Material to process Block Start
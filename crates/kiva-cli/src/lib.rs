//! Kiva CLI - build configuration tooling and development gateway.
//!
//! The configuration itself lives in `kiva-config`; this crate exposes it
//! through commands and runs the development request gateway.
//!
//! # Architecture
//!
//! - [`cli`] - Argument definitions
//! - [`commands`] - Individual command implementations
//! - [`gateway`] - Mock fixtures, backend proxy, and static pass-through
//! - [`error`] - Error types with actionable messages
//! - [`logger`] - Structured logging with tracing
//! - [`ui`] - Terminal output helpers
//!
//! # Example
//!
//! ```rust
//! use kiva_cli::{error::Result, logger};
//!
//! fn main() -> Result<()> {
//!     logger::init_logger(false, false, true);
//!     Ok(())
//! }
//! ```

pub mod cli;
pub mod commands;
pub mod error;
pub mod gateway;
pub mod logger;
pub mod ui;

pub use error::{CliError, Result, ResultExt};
Material to process Block End
Prompt
All records above must be set down exactly, please.

Reply to the exercise
filename crates/kiva-cli/src/lib.rs
//! Kiva CLI - build configuration tooling and development gateway.
//!
//! The configuration itself lives in `kiva-config`; this crate exposes it
//! through commands and runs the development request gateway.
//!
//! # Architecture
//!
//! - [`cli`] - Argument definitions
//! - [`commands`] - Individual command implementations
//! - [`gateway`] - Mock fixtures, backend proxy, and static pass-through
//! - [`error`] - Error types with actionable messages
//! - [`logger`] - Structured logging with tracing
//! - [`ui`] - Terminal output helpers
//!
//! # Example
//!
//! ```rust
//! use kiva_cli::{error::Result, logger};
//!
//! fn main() -> Result<()> {
//!     logger::init_logger(false, false, true);
//!     Ok(())
//! }
//! ```

pub mod cli;
pub mod commands;
pub mod error;
pub mod gateway;
pub mod logger;
pub mod ui;

pub use error::{CliError, Result, ResultExt};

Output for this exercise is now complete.